#### The problem:
Take from the material every line containing the string "metadata" and copy it.

#### Exercise inputs:
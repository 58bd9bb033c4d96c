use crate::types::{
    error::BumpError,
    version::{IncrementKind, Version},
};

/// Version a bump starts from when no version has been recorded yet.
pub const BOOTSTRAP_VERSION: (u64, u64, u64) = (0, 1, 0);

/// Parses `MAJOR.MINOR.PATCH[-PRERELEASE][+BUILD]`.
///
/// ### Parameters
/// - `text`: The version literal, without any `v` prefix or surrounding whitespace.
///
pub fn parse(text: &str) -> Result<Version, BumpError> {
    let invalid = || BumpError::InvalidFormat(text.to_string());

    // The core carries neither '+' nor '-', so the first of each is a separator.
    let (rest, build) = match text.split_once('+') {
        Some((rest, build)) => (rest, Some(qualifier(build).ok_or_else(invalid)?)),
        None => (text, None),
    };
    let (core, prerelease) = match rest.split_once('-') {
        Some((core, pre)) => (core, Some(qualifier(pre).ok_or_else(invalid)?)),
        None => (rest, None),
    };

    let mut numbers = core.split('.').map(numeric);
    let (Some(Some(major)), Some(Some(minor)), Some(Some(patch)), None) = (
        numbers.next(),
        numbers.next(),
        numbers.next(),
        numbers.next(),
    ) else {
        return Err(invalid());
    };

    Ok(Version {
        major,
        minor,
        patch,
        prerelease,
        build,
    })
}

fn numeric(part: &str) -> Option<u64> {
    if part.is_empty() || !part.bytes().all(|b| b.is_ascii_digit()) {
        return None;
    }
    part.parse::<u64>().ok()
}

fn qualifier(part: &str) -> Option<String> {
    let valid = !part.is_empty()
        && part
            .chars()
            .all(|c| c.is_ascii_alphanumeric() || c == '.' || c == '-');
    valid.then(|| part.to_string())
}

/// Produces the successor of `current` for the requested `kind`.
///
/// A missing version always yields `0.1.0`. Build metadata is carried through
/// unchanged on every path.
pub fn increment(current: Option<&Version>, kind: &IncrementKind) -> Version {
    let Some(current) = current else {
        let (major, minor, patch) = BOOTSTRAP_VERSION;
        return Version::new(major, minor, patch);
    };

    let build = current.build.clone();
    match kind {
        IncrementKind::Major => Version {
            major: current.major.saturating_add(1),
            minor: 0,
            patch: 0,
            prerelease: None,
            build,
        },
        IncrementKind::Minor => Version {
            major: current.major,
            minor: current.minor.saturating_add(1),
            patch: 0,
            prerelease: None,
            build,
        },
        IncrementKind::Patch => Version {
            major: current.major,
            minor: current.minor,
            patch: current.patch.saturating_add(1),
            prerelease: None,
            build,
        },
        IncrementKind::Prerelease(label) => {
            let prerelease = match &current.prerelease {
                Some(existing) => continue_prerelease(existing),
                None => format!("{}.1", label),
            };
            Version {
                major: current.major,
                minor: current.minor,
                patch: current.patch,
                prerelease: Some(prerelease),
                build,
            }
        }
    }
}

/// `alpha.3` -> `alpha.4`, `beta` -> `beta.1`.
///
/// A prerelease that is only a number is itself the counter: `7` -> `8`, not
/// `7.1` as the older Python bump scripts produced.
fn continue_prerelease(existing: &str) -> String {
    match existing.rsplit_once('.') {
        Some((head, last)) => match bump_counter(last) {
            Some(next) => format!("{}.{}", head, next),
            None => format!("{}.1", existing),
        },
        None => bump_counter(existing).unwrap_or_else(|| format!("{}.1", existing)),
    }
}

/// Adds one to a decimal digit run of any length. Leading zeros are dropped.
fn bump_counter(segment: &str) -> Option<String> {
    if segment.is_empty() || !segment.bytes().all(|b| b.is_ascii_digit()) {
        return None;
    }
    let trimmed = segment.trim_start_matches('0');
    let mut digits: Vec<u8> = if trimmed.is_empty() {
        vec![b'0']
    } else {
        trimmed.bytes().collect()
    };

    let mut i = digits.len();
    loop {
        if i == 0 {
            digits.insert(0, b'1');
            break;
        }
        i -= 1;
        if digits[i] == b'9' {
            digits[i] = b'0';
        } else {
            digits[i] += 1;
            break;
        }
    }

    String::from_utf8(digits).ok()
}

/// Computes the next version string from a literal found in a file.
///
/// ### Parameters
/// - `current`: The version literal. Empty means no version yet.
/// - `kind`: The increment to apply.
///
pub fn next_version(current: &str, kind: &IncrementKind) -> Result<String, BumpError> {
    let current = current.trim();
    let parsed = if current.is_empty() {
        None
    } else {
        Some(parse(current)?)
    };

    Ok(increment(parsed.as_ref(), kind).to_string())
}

---

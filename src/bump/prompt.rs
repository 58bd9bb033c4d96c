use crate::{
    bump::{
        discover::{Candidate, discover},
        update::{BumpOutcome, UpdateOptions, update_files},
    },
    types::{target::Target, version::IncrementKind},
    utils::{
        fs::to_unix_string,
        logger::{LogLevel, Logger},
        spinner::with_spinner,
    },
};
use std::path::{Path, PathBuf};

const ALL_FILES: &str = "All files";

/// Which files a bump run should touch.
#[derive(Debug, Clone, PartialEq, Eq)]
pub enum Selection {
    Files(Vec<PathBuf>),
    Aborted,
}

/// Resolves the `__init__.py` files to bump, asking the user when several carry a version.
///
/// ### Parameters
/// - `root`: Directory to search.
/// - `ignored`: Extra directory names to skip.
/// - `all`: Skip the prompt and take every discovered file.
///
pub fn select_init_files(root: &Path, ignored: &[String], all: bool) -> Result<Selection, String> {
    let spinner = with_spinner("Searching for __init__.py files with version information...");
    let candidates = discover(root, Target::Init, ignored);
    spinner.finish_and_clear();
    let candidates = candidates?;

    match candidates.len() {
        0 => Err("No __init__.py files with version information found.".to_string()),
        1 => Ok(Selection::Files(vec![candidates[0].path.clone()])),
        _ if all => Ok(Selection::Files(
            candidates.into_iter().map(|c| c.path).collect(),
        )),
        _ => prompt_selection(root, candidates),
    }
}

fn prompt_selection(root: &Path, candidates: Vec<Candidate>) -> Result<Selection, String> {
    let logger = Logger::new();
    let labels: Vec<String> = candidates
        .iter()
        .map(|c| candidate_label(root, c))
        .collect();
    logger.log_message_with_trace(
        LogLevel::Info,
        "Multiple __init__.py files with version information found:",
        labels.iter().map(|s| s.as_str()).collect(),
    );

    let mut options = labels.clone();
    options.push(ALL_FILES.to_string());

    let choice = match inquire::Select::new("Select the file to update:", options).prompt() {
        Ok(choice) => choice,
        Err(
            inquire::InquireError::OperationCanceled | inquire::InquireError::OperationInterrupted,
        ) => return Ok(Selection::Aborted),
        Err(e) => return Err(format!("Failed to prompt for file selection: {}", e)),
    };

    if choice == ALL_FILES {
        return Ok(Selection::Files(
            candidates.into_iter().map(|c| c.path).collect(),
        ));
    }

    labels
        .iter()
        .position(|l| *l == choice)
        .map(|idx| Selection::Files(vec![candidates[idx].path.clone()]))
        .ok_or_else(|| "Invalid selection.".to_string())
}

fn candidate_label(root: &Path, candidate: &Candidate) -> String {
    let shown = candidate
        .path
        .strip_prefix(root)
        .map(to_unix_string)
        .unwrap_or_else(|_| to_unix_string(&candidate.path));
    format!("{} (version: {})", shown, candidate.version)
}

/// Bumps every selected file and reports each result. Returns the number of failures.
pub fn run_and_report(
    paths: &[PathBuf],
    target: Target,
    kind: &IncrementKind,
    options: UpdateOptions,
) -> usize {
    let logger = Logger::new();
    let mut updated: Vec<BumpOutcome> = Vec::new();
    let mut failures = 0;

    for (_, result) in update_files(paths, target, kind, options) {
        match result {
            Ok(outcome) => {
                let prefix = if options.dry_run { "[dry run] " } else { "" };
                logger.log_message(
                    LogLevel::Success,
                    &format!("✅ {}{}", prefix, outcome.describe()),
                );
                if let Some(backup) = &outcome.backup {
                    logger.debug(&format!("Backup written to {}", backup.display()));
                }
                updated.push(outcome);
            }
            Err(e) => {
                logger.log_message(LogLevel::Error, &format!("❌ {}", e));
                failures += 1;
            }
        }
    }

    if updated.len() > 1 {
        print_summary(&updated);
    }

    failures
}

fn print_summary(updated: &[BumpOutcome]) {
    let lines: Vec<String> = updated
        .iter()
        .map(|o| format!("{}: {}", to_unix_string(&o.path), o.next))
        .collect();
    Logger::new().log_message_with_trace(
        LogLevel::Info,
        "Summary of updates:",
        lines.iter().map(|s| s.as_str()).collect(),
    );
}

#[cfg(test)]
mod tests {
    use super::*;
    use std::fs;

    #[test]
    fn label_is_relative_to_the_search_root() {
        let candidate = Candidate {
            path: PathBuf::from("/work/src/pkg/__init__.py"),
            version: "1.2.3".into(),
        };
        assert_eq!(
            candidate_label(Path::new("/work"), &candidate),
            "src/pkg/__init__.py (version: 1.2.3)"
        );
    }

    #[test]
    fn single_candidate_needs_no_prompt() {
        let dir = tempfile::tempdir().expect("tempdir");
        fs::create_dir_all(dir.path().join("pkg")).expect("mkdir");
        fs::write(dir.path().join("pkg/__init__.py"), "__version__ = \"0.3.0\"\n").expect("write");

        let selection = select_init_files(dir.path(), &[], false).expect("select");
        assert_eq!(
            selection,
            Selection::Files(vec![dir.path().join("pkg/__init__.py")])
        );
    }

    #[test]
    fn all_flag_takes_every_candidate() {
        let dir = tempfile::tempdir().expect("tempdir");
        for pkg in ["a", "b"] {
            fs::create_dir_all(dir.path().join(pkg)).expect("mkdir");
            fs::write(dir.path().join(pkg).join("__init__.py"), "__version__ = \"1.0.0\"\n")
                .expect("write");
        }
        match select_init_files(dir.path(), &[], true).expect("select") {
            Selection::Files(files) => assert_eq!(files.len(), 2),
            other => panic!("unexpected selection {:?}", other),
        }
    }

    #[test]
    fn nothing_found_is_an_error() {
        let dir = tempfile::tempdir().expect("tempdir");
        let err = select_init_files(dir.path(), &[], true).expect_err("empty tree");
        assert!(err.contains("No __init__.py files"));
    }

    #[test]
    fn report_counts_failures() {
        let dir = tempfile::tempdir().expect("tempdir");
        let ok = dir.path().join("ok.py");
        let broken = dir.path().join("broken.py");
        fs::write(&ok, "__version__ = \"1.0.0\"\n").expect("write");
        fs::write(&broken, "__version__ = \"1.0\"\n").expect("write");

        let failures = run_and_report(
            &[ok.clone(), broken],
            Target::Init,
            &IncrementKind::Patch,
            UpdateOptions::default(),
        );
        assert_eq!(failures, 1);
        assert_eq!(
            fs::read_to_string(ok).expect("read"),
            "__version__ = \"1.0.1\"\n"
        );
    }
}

...

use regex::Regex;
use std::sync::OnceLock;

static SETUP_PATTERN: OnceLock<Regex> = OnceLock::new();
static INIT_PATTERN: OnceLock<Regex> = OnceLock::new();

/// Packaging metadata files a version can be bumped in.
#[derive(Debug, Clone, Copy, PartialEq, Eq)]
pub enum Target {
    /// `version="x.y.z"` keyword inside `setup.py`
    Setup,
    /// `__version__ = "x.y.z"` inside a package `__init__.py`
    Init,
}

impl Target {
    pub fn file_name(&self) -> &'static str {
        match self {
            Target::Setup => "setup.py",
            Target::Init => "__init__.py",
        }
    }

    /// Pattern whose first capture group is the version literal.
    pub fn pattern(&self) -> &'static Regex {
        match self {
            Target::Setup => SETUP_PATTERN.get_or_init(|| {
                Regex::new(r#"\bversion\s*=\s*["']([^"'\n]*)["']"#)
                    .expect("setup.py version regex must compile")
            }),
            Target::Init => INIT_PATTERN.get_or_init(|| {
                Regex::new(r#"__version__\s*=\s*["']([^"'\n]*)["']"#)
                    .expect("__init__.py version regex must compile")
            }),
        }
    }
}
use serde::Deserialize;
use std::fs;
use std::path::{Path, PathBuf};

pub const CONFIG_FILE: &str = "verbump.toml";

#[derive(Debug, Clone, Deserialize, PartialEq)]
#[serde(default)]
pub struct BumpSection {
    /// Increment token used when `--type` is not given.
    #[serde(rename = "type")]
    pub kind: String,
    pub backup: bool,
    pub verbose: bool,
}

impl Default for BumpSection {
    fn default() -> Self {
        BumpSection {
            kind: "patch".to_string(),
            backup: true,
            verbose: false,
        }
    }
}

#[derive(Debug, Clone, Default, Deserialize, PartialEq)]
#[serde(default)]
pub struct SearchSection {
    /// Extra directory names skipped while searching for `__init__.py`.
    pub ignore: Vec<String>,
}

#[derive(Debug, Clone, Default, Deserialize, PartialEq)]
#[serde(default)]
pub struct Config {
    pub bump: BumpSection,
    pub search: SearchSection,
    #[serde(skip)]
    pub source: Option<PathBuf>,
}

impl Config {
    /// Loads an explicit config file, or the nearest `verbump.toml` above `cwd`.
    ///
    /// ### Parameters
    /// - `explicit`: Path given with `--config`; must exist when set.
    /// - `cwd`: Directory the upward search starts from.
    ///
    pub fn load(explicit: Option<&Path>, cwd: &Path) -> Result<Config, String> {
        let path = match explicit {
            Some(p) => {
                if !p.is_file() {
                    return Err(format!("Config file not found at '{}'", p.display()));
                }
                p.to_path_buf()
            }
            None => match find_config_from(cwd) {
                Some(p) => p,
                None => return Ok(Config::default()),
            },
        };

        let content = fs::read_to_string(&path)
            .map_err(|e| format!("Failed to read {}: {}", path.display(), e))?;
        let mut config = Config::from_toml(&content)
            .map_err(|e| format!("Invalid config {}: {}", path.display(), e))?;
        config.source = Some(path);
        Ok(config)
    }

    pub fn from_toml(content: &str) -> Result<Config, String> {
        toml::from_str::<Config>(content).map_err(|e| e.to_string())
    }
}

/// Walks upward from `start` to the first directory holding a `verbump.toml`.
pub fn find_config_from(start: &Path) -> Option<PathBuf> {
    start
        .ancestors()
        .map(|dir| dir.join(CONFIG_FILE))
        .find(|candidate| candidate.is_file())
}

#### Your response:
/// A missing version always yields `0.1.0`. Build metadata is carried through
/// Packaging metadata files a version can be bumped in.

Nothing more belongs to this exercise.